• What the exercise asks: Find each line below that includes "tracing", then copy it.

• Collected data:
// src/models/org.rs

use chrono::{DateTime, Utc};
use serde::Serialize;
use sqlx::FromRow;
use utoipa::ToSchema;
use uuid::Uuid;

// ---
// 1. Organização (o tenant)
// ---
// Quando is_state = true, a organização é um "État" e possui uma hierarquia administrativa.
#[derive(Debug, Clone, Serialize, FromRow, ToSchema)]
pub struct Organization {
    pub id: Uuid,
    #[schema(example = "République du Sénégal")]
    pub name: String,
    pub is_state: bool,
    #[schema(example = "active")]
    pub subscription_status: Option<String>,
    pub created_at: DateTime<Utc>,
    pub updated_at: DateTime<Utc>,
}

// ---
// 2. Membro da organização (membership + users)
// ---
#[derive(Debug, Clone, Serialize, FromRow, ToSchema)]
pub struct OrgMember {
    pub user_id: Uuid,
    #[schema(example = "maire@commune.sn")]
    pub email: String,
    pub full_name: Option<String>,
    #[schema(example = "admin")]
    pub role: String,
    pub created_at: DateTime<Utc>,
}
// src/common/i18n.rs

use std::{collections::HashMap, sync::Arc};

// Catálogos embutidos no binário (não dependem do diretório de execução)
const CATALOGS: &[(&str, &str)] = &[
    ("fr", include_str!("../../locales/fr.json")),
    ("en", include_str!("../../locales/en.json")),
];

pub const DEFAULT_LOCALE: &str = "fr";

/// Mensagens traduzidas por idioma, indexadas pela chave da mensagem.
#[derive(Debug, Clone)]
pub struct I18nStore {
    catalogs: Arc<HashMap<String, HashMap<String, String>>>,
}

impl I18nStore {
    pub fn load() -> anyhow::Result<Self> {
        let mut catalogs = HashMap::new();
        for (lang, raw) in CATALOGS {
            let messages: HashMap<String, String> = serde_json::from_str(raw)
                .map_err(|e| anyhow::anyhow!("Catálogo '{}' inválido: {}", lang, e))?;
            catalogs.insert(lang.to_string(), messages);
        }

        tracing::info!("🌐 {} catálogos de mensagens carregados", catalogs.len());
        Ok(Self { catalogs: Arc::new(catalogs) })
    }

    /// Busca `key` no idioma pedido, cai para o francês e, em último caso,
    /// devolve a própria chave. `{nome}` é substituído pelos argumentos.
    pub fn translate(&self, locale: &str, key: &str, args: &[(&str, String)]) -> String {
        let template = self
            .catalogs
            .get(locale)
            .and_then(|c| c.get(key))
            .or_else(|| self.catalogs.get(DEFAULT_LOCALE).and_then(|c| c.get(key)));

        let Some(template) = template else {
            tracing::warn!("Mensagem sem tradução: {}", key);
            return key.to_string();
        };

        args.iter().fold(template.clone(), |msg, (name, value)| {
            msg.replace(&format!("{{{}}}", name), value)
        })
    }
}
// src/models/administrative.rs

use chrono::{DateTime, Utc};
use rust_decimal::Decimal;
use serde::{Deserialize, Serialize};
use serde_json::Value;
use sqlx::FromRow;
use utoipa::ToSchema;
use uuid::Uuid;
use validator::{Validate, ValidationError};

use crate::common::serde_utils::double_option;

pub const DEFAULT_LEVEL_COLOR: &str = "#6366f1";
pub const DEFAULT_LEVEL_ICON: &str = "map";

// ---
// 1. Nível administrativo (Região, Departamento, Comuna...)
// ---
// level_order define a posição na hierarquia: quanto menor, mais alto.
#[derive(Debug, Clone, Serialize, FromRow, ToSchema)]
pub struct AdministrativeLevel {
    pub id: Uuid,
    pub state_id: Uuid,
    #[schema(example = "Région")]
    pub name: String,
    #[schema(example = "REG")]
    pub code: String,
    #[schema(example = 1)]
    pub level_order: i32,
    #[schema(example = "#6366f1")]
    pub color: String,
    #[schema(example = "map")]
    pub icon: String,
    pub requires_parent: bool,
    #[schema(value_type = Object)]
    pub metadata: Value,
    pub active: bool,
    pub created_at: DateTime<Utc>,
    pub updated_at: DateTime<Utc>,
}

// ---
// 2. Nó administrativo (uma unidade territorial concreta)
// ---
#[derive(Debug, Clone, Serialize, FromRow, ToSchema)]
pub struct AdministrativeNode {
    pub id: Uuid,
    pub state_id: Uuid,
    pub parent_id: Option<Uuid>,
    pub level_id: Uuid,
    #[schema(example = "Dakar")]
    pub name: String,
    pub code: Option<String>,
    pub description: Option<String>,
    #[schema(example = 1_438_725)]
    pub population: Option<i64>,
    pub area_sqm: Option<Decimal>,
    #[schema(value_type = Object)]
    pub metadata: Value,
    pub active: bool,
    pub created_at: DateTime<Utc>,
    pub updated_at: DateTime<Utc>,
}

/// Nó acompanhado do seu nível (o que a API sempre devolve).
#[derive(Debug, Clone, Serialize, ToSchema)]
pub struct AdministrativeNodeWithLevel {
    #[serde(flatten)]
    pub node: AdministrativeNode,
    pub level: AdministrativeLevel,
}

#[derive(Debug, Clone, Serialize, ToSchema)]
pub struct ParentSummary {
    pub id: Uuid,
    pub name: String,
    pub level_name: String,
}

/// GET /nodes/{id}: o nó, o nível e um resumo do pai.
#[derive(Debug, Clone, Serialize, ToSchema)]
pub struct AdministrativeNodeDetail {
    #[serde(flatten)]
    pub node: AdministrativeNodeWithLevel,
    pub parent: Option<ParentSummary>,
}

// ---
// 3. Nó da árvore (decoração montada a cada requisição, nunca persistida)
// ---
#[derive(Debug, Clone, Serialize, ToSchema)]
pub struct AdministrativeTreeNode {
    #[serde(flatten)]
    pub node: AdministrativeNodeWithLevel,
    #[schema(no_recursion)]
    pub children: Vec<AdministrativeTreeNode>,
    /// Raiz = 0
    pub depth: usize,
    /// Nomes dos ancestrais, da raiz até o pai (sem o próprio nó)
    pub path: Vec<String>,
}

// ---
// 4. Atribuição de usuário a um nó
// ---
#[derive(Debug, Clone, Copy, Default, PartialEq, Eq, Serialize, Deserialize, sqlx::Type, ToSchema)]
#[sqlx(type_name = "assignment_scope", rename_all = "lowercase")]
#[serde(rename_all = "lowercase")]
pub enum AssignmentScope {
    /// Autoridade apenas sobre o nó
    #[default]
    Node,
    /// Autoridade sobre o nó e todos os descendentes
    Subtree,
}

#[derive(Debug, Clone, Serialize, FromRow, ToSchema)]
pub struct AdministrativeUserAssignment {
    pub id: Uuid,
    pub user_id: Uuid,
    pub node_id: Uuid,
    #[schema(example = "prefet")]
    pub role: String,
    pub scope: AssignmentScope,
    pub appointed_by: Option<Uuid>,
    pub appointed_at: DateTime<Utc>,
    pub active: bool,
    pub created_at: DateTime<Utc>,
    pub updated_at: DateTime<Utc>,
}

/// GET /states/{id}/users/{id}/nodes
#[derive(Debug, Clone, Serialize, ToSchema)]
pub struct UserNodeAssignment {
    #[serde(flatten)]
    pub assignment: AdministrativeUserAssignment,
    pub node: AdministrativeNodeWithLevel,
}

// =============================================================================
//  PAYLOADS
// =============================================================================

fn validate_hex_color(color: &str) -> Result<(), ValidationError> {
    let valid = color.len() == 7
        && color.starts_with('#')
        && color[1..].chars().all(|c| c.is_ascii_hexdigit());
    if !valid {
        let mut err = ValidationError::new("color");
        err.message = Some("validation.hex_color".into());
        return Err(err);
    }
    Ok(())
}

pub(crate) fn validate_not_negative(val: &Decimal) -> Result<(), ValidationError> {
    if val.is_sign_negative() {
        let mut err = ValidationError::new("range");
        err.add_param("min".into(), &0.0);
        err.message = Some("validation.not_negative".into());
        return Err(err);
    }
    Ok(())
}

#[derive(Debug, Deserialize, Validate, ToSchema)]
pub struct CreateLevelPayload {
    #[validate(length(min = 1, message = "validation.required"))]
    #[schema(example = "Département")]
    pub name: String,

    #[validate(length(min = 1, message = "validation.required"))]
    #[schema(example = "DEP")]
    pub code: String,

    #[validate(range(min = 1, message = "validation.min"))]
    #[schema(example = 2)]
    pub level_order: i32,

    #[validate(custom(function = "validate_hex_color"))]
    pub color: Option<String>,
    pub icon: Option<String>,
    pub requires_parent: Option<bool>,
    #[schema(value_type = Option<Object>)]
    pub metadata: Option<Value>,
}

#[derive(Debug, Default, Deserialize, Validate, ToSchema)]
pub struct UpdateLevelPayload {
    #[validate(length(min = 1, message = "validation.required"))]
    pub name: Option<String>,

    #[validate(length(min = 1, message = "validation.required"))]
    pub code: Option<String>,

    #[validate(range(min = 1, message = "validation.min"))]
    pub level_order: Option<i32>,

    #[validate(custom(function = "validate_hex_color"))]
    pub color: Option<String>,
    pub icon: Option<String>,
    pub requires_parent: Option<bool>,
    #[schema(value_type = Option<Object>)]
    pub metadata: Option<Value>,
    pub active: Option<bool>,
}

#[derive(Debug, Deserialize, Validate, ToSchema)]
pub struct CreateNodePayload {
    pub parent_id: Option<Uuid>,
    pub level_id: Uuid,

    #[validate(length(min = 1, message = "validation.required"))]
    #[schema(example = "Thiès")]
    pub name: String,

    pub code: Option<String>,
    pub description: Option<String>,

    #[validate(range(min = 0, message = "validation.not_negative"))]
    pub population: Option<i64>,

    #[validate(custom(function = "validate_not_negative"))]
    pub area_sqm: Option<Decimal>,

    #[schema(value_type = Option<Object>)]
    pub metadata: Option<Value>,
}

#[derive(Debug, Default, Deserialize, Validate, ToSchema)]
pub struct UpdateNodePayload {
    /// Ausente = não mexe; `null` = vira raiz
    #[serde(default, deserialize_with = "double_option")]
    #[schema(value_type = Option<Uuid>)]
    pub parent_id: Option<Option<Uuid>>,

    pub level_id: Option<Uuid>,

    #[validate(length(min = 1, message = "validation.required"))]
    pub name: Option<String>,

    pub code: Option<String>,
    pub description: Option<String>,

    #[validate(range(min = 0, message = "validation.not_negative"))]
    pub population: Option<i64>,

    #[validate(custom(function = "validate_not_negative"))]
    pub area_sqm: Option<Decimal>,

    #[schema(value_type = Option<Object>)]
    pub metadata: Option<Value>,
}

impl UpdateNodePayload {
    /// Mudanças que exigem revalidar a posição do nó na hierarquia.
    pub fn moves_node(&self) -> bool {
        self.parent_id.is_some() || self.level_id.is_some()
    }
}

#[derive(Debug, Deserialize, Validate, ToSchema)]
pub struct AssignUserPayload {
    pub user_id: Uuid,

    #[validate(length(min = 1, message = "validation.required"))]
    #[schema(example = "gouverneur")]
    pub role: String,

    #[serde(default)]
    pub scope: AssignmentScope,
}

#[cfg(test)]
mod tests {
    use super::*;
    use serde_json::json;

    #[test]
    fn level_payload_rejects_order_zero_and_bad_color() {
        let payload: CreateLevelPayload = serde_json::from_value(json!({
            "name": "Région", "code": "REG", "level_order": 0, "color": "blue"
        }))
        .unwrap();
        let errors = payload.validate().unwrap_err();
        let fields = errors.field_errors();
        assert!(fields.contains_key("level_order"));
        assert!(fields.contains_key("color"));
    }

    #[test]
    fn level_payload_accepts_defaults() {
        let payload: CreateLevelPayload = serde_json::from_value(json!({
            "name": "Région", "code": "REG", "level_order": 1
        }))
        .unwrap();
        assert!(payload.validate().is_ok());
        assert!(payload.color.is_none());
    }

    #[test]
    fn node_payload_rejects_negative_area() {
        let payload: CreateNodePayload = serde_json::from_value(json!({
            "level_id": Uuid::new_v4(), "name": "Dakar", "area_sqm": -1.5, "population": 10
        }))
        .unwrap();
        let errors = payload.validate().unwrap_err();
        assert!(errors.field_errors().contains_key("area_sqm"));
    }

    #[test]
    fn assignment_scope_defaults_to_node() {
        let payload: AssignUserPayload = serde_json::from_value(json!({
            "user_id": Uuid::new_v4(), "role": "maire"
        }))
        .unwrap();
        assert_eq!(payload.scope, AssignmentScope::Node);

        let payload: AssignUserPayload = serde_json::from_value(json!({
            "user_id": Uuid::new_v4(), "role": "gouverneur", "scope": "subtree"
        }))
        .unwrap();
        assert_eq!(payload.scope, AssignmentScope::Subtree);
    }

    #[test]
    fn update_payload_detects_moves() {
        let patch: UpdateNodePayload = serde_json::from_value(json!({ "name": "X" })).unwrap();
        assert!(!patch.moves_node());
        let patch: UpdateNodePayload = serde_json::from_value(json!({ "parent_id": null })).unwrap();
        assert!(patch.moves_node());
    }
}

• Reply to the task:
        tracing::info!("🌐 {} catálogos de mensagens carregados", catalogs.len());
            tracing::warn!("Mensagem sem tradução: {}", key);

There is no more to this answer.